La Santé publique de l’Estrie a confirmé en milieu de semaine moins de cinq cas de COVID-19 chez des élèves du Centre Saint-Michel à Sherbrooke. On ne parle pas d’éclosion, ici, car il appert que les individus se fréquentent à l’extérieur de Saint-Michel et ne se seraient donc pas transmis le virus à l’intérieur du centre de formation pour adultes. —
La Santé publique de l’Estrie a confirmé en milieu de semaine moins de cinq cas de COVID-19 chez des élèves du Centre Saint-Michel à Sherbrooke. On ne parle pas d’éclosion, ici, car il appert que les individus se fréquentent à l’extérieur de Saint-Michel et ne se seraient donc pas transmis le virus à l’intérieur du centre de formation pour adultes. —

La Santé publique reste sur le qui-vive

René-Charles Quirion
René-Charles Quirion
La Tribune
Les CHSLD et les résidences pour personnes âgées vont demeurer sous étroite surveillance de la direction de la santé publique de l’Estrie en prévision de la deuxième vague de la COVID-19.

« Nous serons plus agressifs dans ces milieux de vie afin de limiter la transmission. Nous allons tester tout le monde dans ces établissements où se trouvent des personnes malades ou plus âgées si un cas est confirmé. Il faut éviter la transmission dans ces endroits parce que les risques de complications et de mortalité sont beaucoup plus élevés », signale le directeur de la santé publique en Estrie, le Dr Alain Poirier.

Ce dernier demeure confiant que la deuxième vague annoncée soit plus petite en Estrie pourvu que la population continue à respecter les mesures sanitaires.

« Les gens n’ont aucun avantage à avoir un relâchement des mesures sanitaires. C’est certain qu’il commence à y avoir plus de résistance avec la diminution des cas, mais il ne faut pas lâcher. Il y a tellement de gens qui ont souffert sur tous les plans qu’il serait malheureux de baisser la garde après tous ces efforts », estime le Dr Poirier.
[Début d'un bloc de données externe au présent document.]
use tracing::info;
use validator::Validate;

use crate::{
    dao::models::GameSearchCriteria,
    dto::game::{DeletedGame, GameInput, GameResponse, SearchGamesRequest},
    error::ServiceError,
    state::SharedState,
};

/// Every stored game, ordered by identifier.
pub async fn list_games(state: &SharedState) -> Result<Vec<GameResponse>, ServiceError> {
    let games = state.game_store().list_games().await?;
    Ok(games.into_iter().map(GameResponse::from).collect())
}

/// Validate and persist a new game.
pub async fn create_game(
    state: &SharedState,
    input: GameInput,
) -> Result<GameResponse, ServiceError> {
    input.validate()?;

    let game = state.game_store().create_game(input.into()).await?;
    info!(id = game.id, "game created");
    Ok(game.into())
}

/// Replace the mutable fields of an existing game.
pub async fn update_game(
    state: &SharedState,
    id: i32,
    input: GameInput,
) -> Result<GameResponse, ServiceError> {
    input.validate()?;

    ensure_exists(state, id).await?;
    let game = state.game_store().update_game(id, input.into()).await?;
    Ok(game.into())
}

/// Permanently remove a game.
pub async fn delete_game(state: &SharedState, id: i32) -> Result<DeletedGame, ServiceError> {
    ensure_exists(state, id).await?;
    state.game_store().delete_game(id).await?;
    info!(id, "game deleted");
    Ok(DeletedGame { id })
}

/// Games matching the optional name substring and exact platform.
///
/// Without any criterion this is the full listing.
pub async fn search_games(
    state: &SharedState,
    request: SearchGamesRequest,
) -> Result<Vec<GameResponse>, ServiceError> {
    let criteria = GameSearchCriteria::from(request);
    if criteria.is_empty() {
        return list_games(state).await;
    }

    let games = state.game_store().search_games(criteria).await?;
    Ok(games.into_iter().map(GameResponse::from).collect())
}

async fn ensure_exists(state: &SharedState, id: i32) -> Result<(), ServiceError> {
    match state.game_store().find_game(id).await? {
        Some(_) => Ok(()),
        None => Err(ServiceError::NotFound(format!("game `{id}` not found"))),
    }
}
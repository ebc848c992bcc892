//! Application-level configuration loading.

use std::{env, fs, io::ErrorKind, path::PathBuf, time::Duration};

use serde::Deserialize;
use tracing::{info, warn};

use crate::dao::game_store::sql::{DEFAULT_DATABASE_URL, SqlConfig};

/// Default location on disk where the server looks for the JSON configuration.
const DEFAULT_CONFIG_PATH: &str = "config/app.json";
/// Environment variable that overrides [`DEFAULT_CONFIG_PATH`].
const CONFIG_PATH_ENV: &str = "GAME_CATALOG_CONFIG_PATH";
/// Environment variable overriding the listening port.
const PORT_ENV: &str = "PORT";
/// Environment variable overriding the database URL.
const DATABASE_URL_ENV: &str = "DATABASE_URL";

const DEFAULT_PORT: u16 = 3000;
const DEFAULT_FETCH_TIMEOUT_SECS: u64 = 30;
const DEFAULT_STATIC_DIR: &str = "static";
/// Top-100 listing snapshots imported by the populate route.
const DEFAULT_POPULATE_SOURCES: [&str; 2] = [
    "https://wizz-technical-test-dev.s3.eu-west-3.amazonaws.com/ios.top100.json",
    "https://wizz-technical-test-dev.s3.eu-west-3.amazonaws.com/android.top100.json",
];

#[derive(Debug, Clone)]
/// Immutable runtime configuration shared across the application.
pub struct AppConfig {
    port: u16,
    database_url: String,
    populate_sources: Vec<String>,
    fetch_timeout: Duration,
    static_dir: PathBuf,
}

impl AppConfig {
    /// Load the configuration from disk and the environment, falling back to built-in defaults.
    pub fn load() -> Self {
        let path = resolve_config_path();
        let config = match fs::read_to_string(&path) {
            Ok(contents) => match serde_json::from_str::<RawConfig>(&contents) {
                Ok(raw) => {
                    info!(path = %path.display(), "loaded configuration file");
                    raw.into()
                }
                Err(err) => {
                    warn!(
                        path = %path.display(),
                        error = %err,
                        "failed to parse config; falling back to defaults"
                    );
                    Self::default()
                }
            },
            Err(err) if err.kind() == ErrorKind::NotFound => {
                info!(
                    path = %path.display(),
                    "config file not found; using built-in defaults"
                );
                Self::default()
            }
            Err(err) => {
                warn!(
                    path = %path.display(),
                    error = %err,
                    "failed to read config; falling back to defaults"
                );
                Self::default()
            }
        };

        config.with_env_overrides()
    }

    fn with_env_overrides(mut self) -> Self {
        if let Ok(value) = env::var(PORT_ENV) {
            match value.parse::<u16>() {
                Ok(port) => self.port = port,
                Err(err) => warn!(%value, error = %err, "ignoring invalid PORT"),
            }
        }
        if let Some(url) = env::var(DATABASE_URL_ENV).ok().filter(|url| !url.is_empty()) {
            self.database_url = url;
        }
        self
    }

    /// Replace the populate sources, mostly useful to point imports at fixtures.
    pub fn with_populate_sources(mut self, sources: Vec<String>) -> Self {
        self.populate_sources = sources;
        self
    }

    /// Serve unmatched requests from another directory.
    pub fn with_static_dir(mut self, dir: impl Into<PathBuf>) -> Self {
        self.static_dir = dir.into();
        self
    }

    pub fn port(&self) -> u16 {
        self.port
    }

    /// Connection settings for the relational store.
    pub fn sql(&self) -> SqlConfig {
        SqlConfig::new(self.database_url.clone())
    }

    /// URLs fetched by the populate route.
    pub fn populate_sources(&self) -> &[String] {
        &self.populate_sources
    }

    pub fn fetch_timeout(&self) -> Duration {
        self.fetch_timeout
    }

    /// Directory served for requests no route matches.
    pub fn static_dir(&self) -> &PathBuf {
        &self.static_dir
    }
}

impl Default for AppConfig {
    fn default() -> Self {
        Self {
            port: DEFAULT_PORT,
            database_url: DEFAULT_DATABASE_URL.to_owned(),
            populate_sources: DEFAULT_POPULATE_SOURCES.map(String::from).to_vec(),
            fetch_timeout: Duration::from_secs(DEFAULT_FETCH_TIMEOUT_SECS),
            static_dir: PathBuf::from(DEFAULT_STATIC_DIR),
        }
    }
}

#[derive(Debug, Default, Deserialize)]
#[serde(default)]
/// JSON representation of the configuration file located at [`DEFAULT_CONFIG_PATH`].
struct RawConfig {
    port: Option<u16>,
    database_url: Option<String>,
    populate_sources: Option<Vec<String>>,
    fetch_timeout_secs: Option<u64>,
    static_dir: Option<PathBuf>,
}

impl From<RawConfig> for AppConfig {
    fn from(value: RawConfig) -> Self {
        let defaults = Self::default();
        Self {
            port: value.port.unwrap_or(defaults.port),
            database_url: value.database_url.unwrap_or(defaults.database_url),
            populate_sources: value
                .populate_sources
                .unwrap_or(defaults.populate_sources),
            fetch_timeout: value
                .fetch_timeout_secs
                .map(Duration::from_secs)
                .unwrap_or(defaults.fetch_timeout),
            static_dir: value.static_dir.unwrap_or(defaults.static_dir),
        }
    }
}

/// Resolve the configuration path taking the environment override into account.
fn resolve_config_path() -> PathBuf {
    env::var_os(CONFIG_PATH_ENV)
        .map(PathBuf::from)
        .filter(|path| !path.as_os_str().is_empty())
        .unwrap_or_else(|| PathBuf::from(DEFAULT_CONFIG_PATH))
}
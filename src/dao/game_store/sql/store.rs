use futures::future::BoxFuture;
use sea_orm::{
    ActiveModelTrait, ActiveValue::NotSet, ActiveValue::Set, ColumnTrait, ConnectionTrait,
    Database, DatabaseConnection, DbErr, EntityTrait, QueryFilter, QueryOrder, Schema,
    TransactionTrait, sea_query::LikeExpr,
};
use time::OffsetDateTime;
use tracing::debug;

use super::{
    config::SqlConfig,
    error::{SqlDaoError, SqlResult},
    models::{self, TABLE_NAME},
};
use crate::dao::{
    game_store::GameStore,
    models::{GameEntity, GameFields, GameSearchCriteria},
    storage::StorageResult,
};

/// Rows written per INSERT statement during bulk imports, keeping well below SQLite's bound
/// parameter limit.
const INSERT_CHUNK_SIZE: usize = 100;

/// Game store backed by a SeaORM connection pool.
#[derive(Clone)]
pub struct SqlGameStore {
    db: DatabaseConnection,
}

impl SqlGameStore {
    /// Open the connection pool and make sure the `games` table exists.
    pub async fn connect(config: SqlConfig) -> SqlResult<Self> {
        let db = Database::connect(config.connect_options())
            .await
            .map_err(|source| SqlDaoError::Connect {
                url: config.url.clone(),
                source,
            })?;

        let store = Self { db };
        store.ensure_schema().await?;
        Ok(store)
    }

    async fn ensure_schema(&self) -> SqlResult<()> {
        let schema = Schema::new(self.db.get_database_backend());
        let mut statement = schema.create_table_from_entity(models::Entity);
        statement.if_not_exists();

        self.db
            .execute(&statement)
            .await
            .map_err(|source| SqlDaoError::EnsureSchema {
                table: TABLE_NAME,
                source,
            })?;
        debug!(table = TABLE_NAME, "table ready");
        Ok(())
    }

    pub async fn list_games(&self) -> SqlResult<Vec<GameEntity>> {
        let rows = models::Entity::find()
            .order_by_asc(models::Column::Id)
            .all(&self.db)
            .await
            .map_err(|source| SqlDaoError::Query {
                operation: "list",
                source,
            })?;
        Ok(rows.into_iter().map(GameEntity::from).collect())
    }

    pub async fn create_game(&self, fields: GameFields) -> SqlResult<GameEntity> {
        let model = new_active_model(fields, OffsetDateTime::now_utc())
            .insert(&self.db)
            .await
            .map_err(|source| SqlDaoError::Query {
                operation: "insert",
                source,
            })?;
        Ok(model.into())
    }

    /// Insert the whole batch in one transaction: either every row is written or none is.
    pub async fn create_games(&self, batch: Vec<GameFields>) -> SqlResult<u64> {
        let bulk_insert_error = |source: DbErr| SqlDaoError::Query {
            operation: "bulk insert",
            source,
        };
        let now = OffsetDateTime::now_utc();
        let mut inserted = 0;

        let txn = self.db.begin().await.map_err(bulk_insert_error)?;
        for chunk in batch.chunks(INSERT_CHUNK_SIZE) {
            let rows = chunk
                .iter()
                .cloned()
                .map(|fields| new_active_model(fields, now))
                .collect::<Vec<_>>();

            models::Entity::insert_many(rows)
                .exec(&txn)
                .await
                .map_err(bulk_insert_error)?;
            inserted += chunk.len() as u64;
        }
        txn.commit().await.map_err(bulk_insert_error)?;

        Ok(inserted)
    }

    pub async fn find_game(&self, id: i32) -> SqlResult<Option<GameEntity>> {
        let row = models::Entity::find_by_id(id)
            .one(&self.db)
            .await
            .map_err(|source| SqlDaoError::QueryGame {
                operation: "load",
                id,
                source,
            })?;
        Ok(row.map(GameEntity::from))
    }

    pub async fn update_game(&self, id: i32, fields: GameFields) -> SqlResult<GameEntity> {
        let Some(existing) = models::Entity::find_by_id(id)
            .one(&self.db)
            .await
            .map_err(|source| SqlDaoError::QueryGame {
                operation: "load",
                id,
                source,
            })?
        else {
            return Err(SqlDaoError::GameNotFound { id });
        };

        let mut active: models::ActiveModel = existing.into();
        active.publisher_id = Set(fields.publisher_id);
        active.name = Set(fields.name);
        active.platform = Set(fields.platform);
        active.store_id = Set(fields.store_id);
        active.bundle_id = Set(fields.bundle_id);
        active.app_version = Set(fields.app_version);
        active.is_published = Set(fields.is_published);
        active.updated_at = Set(OffsetDateTime::now_utc());

        match active.update(&self.db).await {
            Ok(model) => Ok(model.into()),
            // Deleted between the lookup and the write.
            Err(DbErr::RecordNotUpdated) => Err(SqlDaoError::GameNotFound { id }),
            Err(source) => Err(SqlDaoError::QueryGame {
                operation: "update",
                id,
                source,
            }),
        }
    }

    pub async fn delete_game(&self, id: i32) -> SqlResult<()> {
        let result = models::Entity::delete_by_id(id)
            .exec(&self.db)
            .await
            .map_err(|source| SqlDaoError::QueryGame {
                operation: "delete",
                id,
                source,
            })?;

        if result.rows_affected == 0 {
            return Err(SqlDaoError::GameNotFound { id });
        }
        Ok(())
    }

    pub async fn search_games(&self, criteria: GameSearchCriteria) -> SqlResult<Vec<GameEntity>> {
        let mut query = models::Entity::find();
        if let Some(name) = criteria.name {
            let pattern = format!("%{}%", escape_like(&name));
            query = query
                .filter(models::Column::Name.like(LikeExpr::new(pattern).escape('\\')));
        }
        if let Some(platform) = criteria.platform {
            query = query.filter(models::Column::Platform.eq(platform));
        }

        let rows = query
            .order_by_asc(models::Column::Id)
            .all(&self.db)
            .await
            .map_err(|source| SqlDaoError::Query {
                operation: "search",
                source,
            })?;
        Ok(rows.into_iter().map(GameEntity::from).collect())
    }

    async fn ping(&self) -> SqlResult<()> {
        self.db
            .ping()
            .await
            .map_err(|source| SqlDaoError::HealthPing { source })
    }

    async fn close(&self) -> SqlResult<()> {
        // Clones share the pool, so closing this handle closes it for every holder.
        self.db
            .clone()
            .close()
            .await
            .map_err(|source| SqlDaoError::Close { source })
    }
}

/// Escape `LIKE` metacharacters so the criterion matches literally.
fn escape_like(text: &str) -> String {
    let mut escaped = String::with_capacity(text.len());
    for c in text.chars() {
        if matches!(c, '\\' | '%' | '_') {
            escaped.push('\\');
        }
        escaped.push(c);
    }
    escaped
}

fn new_active_model(fields: GameFields, now: OffsetDateTime) -> models::ActiveModel {
    models::ActiveModel {
        id: NotSet,
        publisher_id: Set(fields.publisher_id),
        name: Set(fields.name),
        platform: Set(fields.platform),
        store_id: Set(fields.store_id),
        bundle_id: Set(fields.bundle_id),
        app_version: Set(fields.app_version),
        is_published: Set(fields.is_published),
        created_at: Set(now),
        updated_at: Set(now),
    }
}

impl GameStore for SqlGameStore {
    fn list_games(&self) -> BoxFuture<'static, StorageResult<Vec<GameEntity>>> {
        let store = self.clone();
        Box::pin(async move { store.list_games().await.map_err(Into::into) })
    }

    fn create_game(&self, fields: GameFields) -> BoxFuture<'static, StorageResult<GameEntity>> {
        let store = self.clone();
        Box::pin(async move { store.create_game(fields).await.map_err(Into::into) })
    }

    fn create_games(&self, batch: Vec<GameFields>) -> BoxFuture<'static, StorageResult<u64>> {
        let store = self.clone();
        Box::pin(async move { store.create_games(batch).await.map_err(Into::into) })
    }

    fn find_game(&self, id: i32) -> BoxFuture<'static, StorageResult<Option<GameEntity>>> {
        let store = self.clone();
        Box::pin(async move { store.find_game(id).await.map_err(Into::into) })
    }

    fn update_game(
        &self,
        id: i32,
        fields: GameFields,
    ) -> BoxFuture<'static, StorageResult<GameEntity>> {
        let store = self.clone();
        Box::pin(async move { store.update_game(id, fields).await.map_err(Into::into) })
    }

    fn delete_game(&self, id: i32) -> BoxFuture<'static, StorageResult<()>> {
        let store = self.clone();
        Box::pin(async move { store.delete_game(id).await.map_err(Into::into) })
    }

    fn search_games(
        &self,
        criteria: GameSearchCriteria,
    ) -> BoxFuture<'static, StorageResult<Vec<GameEntity>>> {
        let store = self.clone();
        Box::pin(async move { store.search_games(criteria).await.map_err(Into::into) })
    }

    fn health_check(&self) -> BoxFuture<'static, StorageResult<()>> {
        let store = self.clone();
        Box::pin(async move { store.ping().await.map_err(Into::into) })
    }

    fn close(&self) -> BoxFuture<'static, StorageResult<()>> {
        let store = self.clone();
        Box::pin(async move { SqlGameStore::close(&store).await.map_err(Into::into) })
    }
}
Le directeur de la santé publique en Estrie explique qu’il y a une gradation dans l’intervention qui est faite dans les lieux où des cas de coronavirus sont confirmés.

Les enquêtes de la santé publique se poursuivent lorsque des cas sont confirmés pour suivre le chemin de la transmission de la COVID-19.

Les cas dans le camp de jour à l’école Plein Soleil cet été, à l’Hôpital et centre d’hébergement d’Youville de Sherbrooke ou au centre de formation pour adultes Saint-Michel de Sherbrooke ont tous été enquêtés.

« Les enquêtes servent à déterminer les personnes qui ont eu des contacts très étroits, modérés ou faibles. C’est ce qui fait la distinction entre des gens qui doivent être retirés du milieu et qui doivent rester sous surveillance ou ceux qui doivent systématiquement être testés. Il y a une gradation dans ce que l’on doit faire », mentionne le Dr Poirier.

Avec le retour en classe, le Dr Poirier invite les parents des enfants à aller consulter le site Internet quebec.ca/education où un onglet répond aux questions.

« Nous avons des équipes mobiles d’intervention pour nous rendre dans les différentes localités s’il y a lieu de faire du dépistage massif. Un cas de COVID-19 dans une école ne veut pas nécessairement dire qu’une école sera fermée. Il se peut que la bulle ou la classe soit isolée, mais pas nécessairement toute l’école », explique le Dr Poirier.

Ce dernier rappelle que le lavage des mains, la distanciation physique et le port du masque sont des facteurs qui ont un impact sur la prévention de la propagation du coronavirus.

« C’est certain qu’il risque d’y avoir des cas. Le retour en classe va répondre au besoin de socialisation des adolescents. Les écoles sont cependant des endroits où un meilleur contrôle sur les mesures de prévention peut être fait », estime le Dr Poirier.

17 nouveaux cas

Sur le territoire sociosanitaire de l’Estrie, on a signalé 17 nouveaux cas de COVID-19 depuis lundi, pour atteindre 1137 cas depuis le début de la pandémie. Le nombre de décès reste inchangé à 26 depuis le bilan du 23 juin dernier.